**Task statement:** Starting at the line with "A triangle referenced" in it, reproduce each line below through the last one, exactly, and include nothing else.

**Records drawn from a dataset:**
####

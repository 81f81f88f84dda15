//! Input and output triangle-mesh types.

use glam::{UVec3, Vec3A};
use thiserror::Error;

use crate::{math::Aabb3d, region::RegionId, span::AreaType};

/// Input geometry for [`build_navmesh`](crate::pipeline::build_navmesh).
///
/// Vertices are world-space; `indices[i]` is one clockwise-wound triangle
/// (viewed from the walkable side) and `area_types[i]` is that triangle's
/// area classification, defaulting to [`AreaType::WALKABLE`] when omitted.
#[derive(Debug, Clone, Default)]
pub struct NavMeshInput {
    /// World-space triangle vertices.
    pub vertices: Vec<Vec3A>,
    /// One clockwise-wound triangle per entry, indexing into `vertices`.
    pub indices: Vec<UVec3>,
    /// Per-triangle area classification. If empty, every triangle is
    /// treated as [`AreaType::WALKABLE`] pending the slope test.
    pub area_types: Vec<AreaType>,
}

impl NavMeshInput {
    /// Validates that `indices` reference only vertices that exist and
    /// that `area_types` is either empty or parallel to `indices`.
    ///
    /// # Errors
    /// See [`NavMeshInputError`].
    pub fn validate(&self) -> Result<(), NavMeshInputError> {
        if !self.area_types.is_empty() && self.area_types.len() != self.indices.len() {
            return Err(NavMeshInputError::AreaTypeLengthMismatch {
                indices: self.indices.len(),
                area_types: self.area_types.len(),
            });
        }
        let vertex_count = self.vertices.len() as u32;
        for (i, triangle) in self.indices.iter().enumerate() {
            if triangle.x >= vertex_count || triangle.y >= vertex_count || triangle.z >= vertex_count
            {
                return Err(NavMeshInputError::VertexIndexOutOfBounds { triangle: i });
            }
        }
        Ok(())
    }

    /// The area type for triangle `i`, defaulting to [`AreaType::WALKABLE`].
    pub(crate) fn area_type(&self, i: usize) -> AreaType {
        self.area_types.get(i).copied().unwrap_or(AreaType::WALKABLE)
    }

    /// The world-space AABB of the input geometry.
    pub fn compute_aabb(&self) -> Option<Aabb3d> {
        Aabb3d::from_verts(&self.vertices)
    }
}

/// Errors describing malformed [`NavMeshInput`].
#[derive(Error, Debug)]
pub enum NavMeshInputError {
    /// `area_types` was non-empty but not parallel to `indices`.
    #[error("area_types has {area_types} entries but indices has {indices}")]
    AreaTypeLengthMismatch {
        /// The number of triangles.
        indices: usize,
        /// The number of area type entries.
        area_types: usize,
    },
    /// A triangle referenced a vertex index past the end of `vertices`.
    #[error("triangle {triangle} references an out-of-bounds vertex index")]
    VertexIndexOutOfBounds {
        /// The offending triangle's index.
        triangle: usize,
    },
}

/// The final output of the pipeline: a triangle mesh in world space with a
/// per-triangle source region id.
#[derive(Debug, Clone, Default)]
pub struct TriangleMesh {
    /// World-space vertices.
    pub vertices: Vec<Vec3A>,
    /// Clockwise-wound triangles, indexing into `vertices`.
    pub indices: Vec<UVec3>,
    /// The region id each triangle was sampled from.
    pub region_ids: Vec<RegionId>,
}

####

**Answer for this exercise:**
    /// A triangle referenced a vertex index past the end of `vertices`.
    #[error("triangle {triangle} references an out-of-bounds vertex index")]
    VertexIndexOutOfBounds {
        /// The offending triangle's index.
        triangle: usize,
    },
}

/// The final output of the pipeline: a triangle mesh in world space with a
/// per-triangle source region id.
#[derive(Debug, Clone, Default)]
pub struct TriangleMesh {
    /// World-space vertices.
    pub vertices: Vec<Vec3A>,
    /// Clockwise-wound triangles, indexing into `vertices`.
    pub indices: Vec<UVec3>,
    /// The region id each triangle was sampled from.
    pub region_ids: Vec<RegionId>,
}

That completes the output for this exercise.